MBOにおけるTOB価格の考え方

投資ファンドが関与しないMBOとして過去最大級(最大714億円)と目されていた片倉工業のMBOが不成立に終わった。

不成立の要因は、発行済み株式(自己株式を除く)の3分の2に相当する2214万株以上の応募株数が成立条件であったが、株主からの応募が1967万株にとどまったため。そして、株主が応募しなかったのは、TOB公表後、株価がTOB価格(2150円)を上回って推移していたため。

なぜTOB公表後、株価がTOB価格を上回って推移していたかというと、筆頭株主だった香港の投資ファンド、オアシス・マネジメントから保有株を取得した鹿児島東インド会社の存在。彼らがTOB価格は「保有する不動産の時価を考慮すると著しく低廉」との意見を表明していたことが大きい。

そもそもMBOの要因については、取引所の市場構造改革に伴う上場維持コストの増加や、コメンタリー「M&A市場の動向」で触れたように、資金の出し手に多額に資金が集まっていることが考えられる。しかし、いつの時代も変わらないのが、株価のアンダーバリュエーション仮説。これは、買手である経営陣が、買収対象の上場企業の株価がその潜在バリュエーションよりも過小に評価されていると認識できる場合、買収後の価値創造によって獲得される期待利益の幅も大きくなる、すなわち、株価水準が低くなっているほど、MBOを行うというもの。私自身もMBOがピークであった2008年前後、これが統計的に正しいか実証したことがあるが(「MBOと少数株主利益-MBOにおける少数株主は十分に補償されているか-」企業会計62巻10号(2010年)83頁「MBOにおけるTOB価格の適切性と構造的強圧性の存在」月刊資本市場304号(2010年)4頁)、南山大学の川本真哉教授が執筆し、近時発売された『日本のマネジメント・バイアウト』(有斐閣)でもこれが実証され、これは国内のみならず、海外でも多くの先行研究がある。したがって、MBOにおける株主の目線は厳しい。

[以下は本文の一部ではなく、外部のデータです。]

use super::cli_binding_ivp::{
    CliSession, ask, choose_mechanism_menu, choose_solver_menu, edit_parameters_menu,
};
use crate::Kinetics::mechanisms::Mechanism;
use crate::gui::gui_main::gui_main;
use crate::settings::{DEFAULT_CONFIG_FILE, KineticsSettings};
use log::error;
use std::io;

pub fn run_interactive_menu(settings: KineticsSettings) -> io::Result<()> {
    println!("Solving the startup problem...");
    let mut session = match CliSession::new(settings) {
        Ok(session) => session,
        Err(e) => {
            error!("startup solve failed: {}", e);
            println!("Error: {}", e);
            return Ok(());
        }
    };
    loop {
        show_main_menu();
        let choice = ask("\x1b[36mEnter your choice: \x1b[0m")?;

        match choice.as_str() {
            "1" => session.state().trajectory().print_summary(20),
            "2" => edit_parameters_menu(&mut session)?,
            "3" => choose_mechanism_menu(&mut session)?,
            "4" => choose_solver_menu(&mut session)?,
            "5" => Mechanism::pretty_print(),
            "6" => session.state().trajectory().plot_in_terminal(),
            "7" => {
                let path = ask("CSV file name (default trajectory.csv): ")?;
                let path = if path.is_empty() {
                    "trajectory.csv".to_string()
                } else {
                    path
                };
                if let Err(e) = session.save_csv(&path) {
                    println!("Error: {}", e);
                }
            }
            "8" => {
                if let Err(e) = gui_main(session.state().clone()) {
                    error!("GUI error: {}", e);
                }
            }
            "9" => {
                if let Err(e) = session.save_settings(DEFAULT_CONFIG_FILE) {
                    println!("Error: {}", e);
                }
            }
            "0" => {
                println!("Goodbye!");
                break;
            }
            _ => println!("Invalid choice. Please try again."),
        }
    }
    Ok(())
}
/* colors
Blue (\x1b[34m) - header
Yellow (\x1b[33m) - menu options
Cyan (\x1b[36m) - prompt
Reset (\x1b[0m)
*/
fn show_main_menu() {
    println!("\x1b[34m\n Binding kinetics: A + B <=> C followed by conversion of C \n \x1b[0m");
    println!("\x1b[33m1. Show current solution\x1b[0m");
    println!("\x1b[33m2. Edit parameters\x1b[0m");
    println!("\x1b[33m3. Choose mechanism\x1b[0m");
    println!("\x1b[33m4. Choose solver\x1b[0m");
    println!("\x1b[33m5. Mechanism table\x1b[0m");
    println!("\x1b[33m6. Plot in terminal\x1b[0m");
    println!("\x1b[33m7. Save solution to CSV\x1b[0m");
    println!("\x1b[33m8. GUI\x1b[0m");
    println!("\x1b[33m9. Save settings\x1b[0m");
    println!("\x1b[33m0. Exit\x1b[0m");
}
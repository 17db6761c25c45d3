use crate::Kinetics::mechanisms::SPECIES;
use crate::Kinetics::trajectory::Trajectory;
use eframe::egui;
use eframe::egui::Color32;
use egui_plot::{Corner, Legend, Line, LineStyle, Plot, PlotPoints};

/// drawing style of one species curve
#[derive(Debug, Clone, Copy, PartialEq)]
pub struct SeriesStyle {
    pub name: &'static str,
    pub color: Color32,
    pub width: f32,
    pub dashed: bool,
}

/// A red, B blue dashed, C cyan, D orange
pub const SERIES_STYLES: [SeriesStyle; 4] = [
    SeriesStyle {
        name: SPECIES[0],
        color: Color32::RED,
        width: 3.0,
        dashed: false,
    },
    SeriesStyle {
        name: SPECIES[1],
        color: Color32::BLUE,
        width: 3.0,
        dashed: true,
    },
    SeriesStyle {
        name: SPECIES[2],
        color: Color32::from_rgb(0, 255, 255),
        width: 3.0,
        dashed: false,
    },
    SeriesStyle {
        name: SPECIES[3],
        color: Color32::from_rgb(255, 165, 0),
        width: 3.0,
        dashed: false,
    },
];

pub const X_LABEL: &str = "Time (s)";
pub const Y_LABEL: &str = "Concentration (M)";

/// Concentration vs time chart of the four species of a trajectory
pub struct ConcentrationPlot {
    pub height: f32,
    pub width: f32,
}

impl Default for ConcentrationPlot {
    fn default() -> Self {
        Self {
            height: 500.0,
            width: 700.0,
        }
    }
}

impl ConcentrationPlot {
    pub fn show(&self, ui: &mut egui::Ui, trajectory: &Trajectory) {
        Plot::new("concentrations")
            .width(self.width)
            .height(self.height)
            .x_axis_label(X_LABEL)
            .y_axis_label(Y_LABEL)
            .legend(Legend::default().position(Corner::RightTop))
            .show(ui, |plot_ui| {
                for (col, style) in SERIES_STYLES.iter().enumerate() {
                    let points: PlotPoints = trajectory.series(col).into_iter().collect();
                    let line = Line::new(style.name, points)
                        .color(style.color)
                        .width(style.width);
                    if style.dashed {
                        plot_ui.line(line.style(LineStyle::Dashed { length: 10.0 }));
                    } else {
                        plot_ui.line(line);
                    }
                }
            });
    }
}
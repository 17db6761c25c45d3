#[allow(non_snake_case)]
pub mod Kinetics;
#[allow(non_snake_case)]
pub mod Utils;
pub mod cli;
pub mod gui;
pub mod settings;
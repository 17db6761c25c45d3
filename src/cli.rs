pub mod cli_binding_ivp;
pub mod cli_main;
use BindKinetics::Utils::logger::init_logger;
use BindKinetics::cli::cli_main::run_interactive_menu;
use BindKinetics::gui::gui_main::gui_main;
use BindKinetics::settings::{DEFAULT_CONFIG_FILE, KineticsSettings};
use log::{error, info};
use std::env;

pub fn main() {
    let settings = match KineticsSettings::load(DEFAULT_CONFIG_FILE) {
        Ok(settings) => settings,
        Err(e) => {
            eprintln!("cannot read {}: {}, using defaults", DEFAULT_CONFIG_FILE, e);
            KineticsSettings::default()
        }
    };
    if let Err(e) = init_logger(settings.level_filter(), settings.log_file.as_deref()) {
        eprintln!("logger not initialized: {}", e);
    }
    info!("starting with {:?}", settings);

    // `--gui` opens the slider window directly
    if env::args().any(|a| a == "--gui") {
        match settings.initial_state() {
            Ok(state) => {
                if let Err(e) = gui_main(state) {
                    error!("GUI error: {}", e);
                }
            }
            Err(e) => error!("startup solve failed: {}", e),
        }
        return;
    }
    if let Err(e) = run_interactive_menu(settings) {
        error!("terminal error: {}", e);
    }
}
use crate::Kinetics::parameter_loop::AppState;
use crate::gui::binding_gui::BindingApp;
use eframe::egui;

/// opens the slider window on an already solved startup state
pub fn gui_main(state: AppState) -> Result<(), eframe::Error> {
    let options = eframe::NativeOptions {
        viewport: egui::ViewportBuilder::default()
            .with_inner_size([1000.0, 600.0])
            .with_title("Binding kinetics"),
        ..Default::default()
    };
    eframe::run_native(
        "Binding kinetics",
        options,
        Box::new(move |_cc: &eframe::CreationContext<'_>| Ok(Box::new(BindingApp::new(state)))),
    )
}
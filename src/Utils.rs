/// terminal and file logging
pub mod logger;
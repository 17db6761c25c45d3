//! # Binding Kinetics GUI
//!
//! Slider panel on the left, concentration chart in the center.
//!
//! Every slider move produces a parameter-change event carrying all five values.
//! The event is solved into a new [`AppState`] which replaces the displayed one;
//! a failed solve keeps the previous chart and shows the error under the sliders.
use crate::Kinetics::kinetics_errors::KineticsError;
use crate::Kinetics::mechanisms::{Mechanism, RateLaw};
use crate::Kinetics::parameter_loop::{AppState, Control, ParameterChange, ParameterSet};
use crate::gui::gui_plot::ConcentrationPlot;
use eframe::egui;
use log::error;
use strum::IntoEnumIterator;

pub struct BindingApp {
    /// state currently on display
    state: AppState,
    /// slider values, may be ahead of `state` while a solve fails
    controls: ParameterSet,
    /// mechanism chosen in the combo box
    selected_mechanism: Mechanism,
    last_error: Option<String>,
    plot: ConcentrationPlot,
}

impl BindingApp {
    pub fn new(state: AppState) -> Self {
        Self {
            controls: *state.parameters(),
            selected_mechanism: *state.mechanism(),
            state,
            last_error: None,
            plot: ConcentrationPlot::default(),
        }
    }

    pub fn state(&self) -> &AppState {
        &self.state
    }

    pub fn last_error(&self) -> Option<&str> {
        self.last_error.as_deref()
    }

    /// solves the current slider values and swaps the state in
    pub fn on_parameters_changed(&mut self) {
        let change = ParameterChange::from(self.controls);
        let result = self.state.apply(change);
        self.replace_state(result);
    }

    pub fn on_mechanism_changed(&mut self) {
        let result = self.state.switch_mechanism(self.selected_mechanism);
        self.replace_state(result);
    }

    fn replace_state(&mut self, result: Result<AppState, KineticsError>) {
        match result {
            Ok(state) => {
                self.controls = *state.parameters();
                self.state = state;
                self.last_error = None;
            }
            Err(e) => {
                error!("recompute failed, keeping previous result: {}", e);
                self.last_error = Some(e.to_string());
            }
        }
    }

    fn controls_panel(&mut self, ui: &mut egui::Ui) {
        ui.heading("Parameters");
        ui.separator();
        let mut changed = false;
        for control in Control::ALL {
            let range = control.range();
            let mut value = self.controls.get(control);
            let response = ui.add(
                egui::Slider::new(&mut value, range.min..=range.max)
                    .step_by(range.step)
                    .text(range.title),
            );
            if response.changed() {
                self.controls.set(control, value);
                changed = true;
            }
        }
        if changed {
            self.on_parameters_changed();
        }

        ui.add_space(10.0);
        let before = self.selected_mechanism;
        egui::ComboBox::from_label("Mechanism")
            .selected_text(self.selected_mechanism.label())
            .show_ui(ui, |ui| {
                for m in Mechanism::iter() {
                    ui.selectable_value(&mut self.selected_mechanism, m, m.label());
                }
            });
        if self.selected_mechanism != before {
            self.on_mechanism_changed();
        }
        ui.label(self.state.mechanism().scheme());

        if let Some(message) = &self.last_error {
            ui.add_space(10.0);
            ui.colored_label(egui::Color32::RED, message);
        }
    }
}

impl eframe::App for BindingApp {
    fn update(&mut self, ctx: &egui::Context, _frame: &mut eframe::Frame) {
        egui::SidePanel::left("controls")
            .resizable(false)
            .min_width(260.0)
            .show(ctx, |ui| {
                self.controls_panel(ui);
            });

        egui::CentralPanel::default().show(ctx, |ui| {
            self.plot.show(ui, self.state.trajectory());
        });
    }
}

#[cfg(test)]
mod tests {
    use super::*;
    use crate::Kinetics::binding_kinetics_IVP::{BindingKineticsIVP, TimeGrid};
    use crate::Kinetics::mechanisms::{BindingConversion, BindingRegeneration};

    fn app() -> BindingApp {
        let grid = TimeGrid::new(0.0, 20.0, 200).unwrap();
        let state = AppState::new(
            Mechanism::BindingConversion(BindingConversion),
            ParameterSet::default(),
            BindingKineticsIVP::default(),
            &grid,
            TimeGrid::new(0.0, 20.0, 100).unwrap(),
        )
        .unwrap();
        BindingApp::new(state)
    }

    #[test]
    fn test_new_app_mirrors_state() {
        let app = app();
        assert_eq!(app.controls, ParameterSet::default());
        assert_eq!(app.selected_mechanism, *app.state().mechanism());
        assert!(app.last_error().is_none());
        assert_eq!(app.state().trajectory().len(), 200);
    }

    #[test]
    fn test_slider_change_replaces_state() {
        let mut app = app();
        app.controls.set(Control::K2, 5.0);
        app.on_parameters_changed();
        assert_eq!(app.state().parameters().k2, 5.0);
        assert_eq!(app.state().trajectory().len(), 100);
        assert_eq!(app.state().trajectory().rate_constants().k2, 5.0);
        assert!(app.last_error().is_none());
    }

    #[test]
    fn test_mechanism_change_replaces_state() {
        let mut app = app();
        let m2 = Mechanism::BindingRegeneration(BindingRegeneration);
        app.selected_mechanism = m2;
        app.on_mechanism_changed();
        assert_eq!(app.state().mechanism(), &m2);
        assert_eq!(app.state().trajectory().mechanism(), &m2);
    }

    #[test]
    fn test_failed_solve_keeps_previous_state() {
        let mut app = app();
        let before = app.state().trajectory().clone();
        app.replace_state(Err(KineticsError::EmptySolution));
        assert_eq!(app.state().trajectory(), &before);
        assert!(app.last_error().is_some());
    }
}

記憶に新しいのが、2019年の廣済堂、ユニゾホールディングス、2020年のニチイ学館、日本アジアグループ、2021年のサカイオーベックス。いずれも株式からクレームがあったケースであるが、廣済堂、日本アジアグループ、サカイオーベックスは不成立に終わった。そして、コメンタリー「日本のM&A市場:2021年」で触れたように、2021年はTOBの不成立案件が7件のうち、MBOによる非上場化案件が3件(サカイオーベックス、光陽社、パイプドHD)となった。

MBOについては、M&A指針で公正性担保措置が提示され、プラクティスが固まりつつある。しかし、上記拙稿及び南山大学の川本信哉教授の上記書籍でも触れているように、たとえ公正性担保措置を講じたとしても、TOB価格への効果は限定的であることが実証されている。一方、コメンタリー「アクティビズムの動向」で触れたように、わが国も近年、米国と同様、上場企業の株主構造が変化し、アセットオーナーから資金運用を受託したアクティビストの保有が確認されている企業が増加しており、上場企業に対して、アクティビストがキャンペーンするケースが増加している。廣済堂、ユニゾホールディングス、ニチイ学館、日本アジアグループ、サカイオーベックスのMBOは、いずれもアクティビストからキャンペーンを受けた。また、『バリュエーションの理論と実務』でも触れているように、裁判でも厳しい見方をされる。MBOは構造的に利益相反がある取引。MBOにおけるTOB価格は、公表後、株主からクレームがあり、裁判でも守られにくいことを想定した上で、決定すべきことは昔も今も変わらない。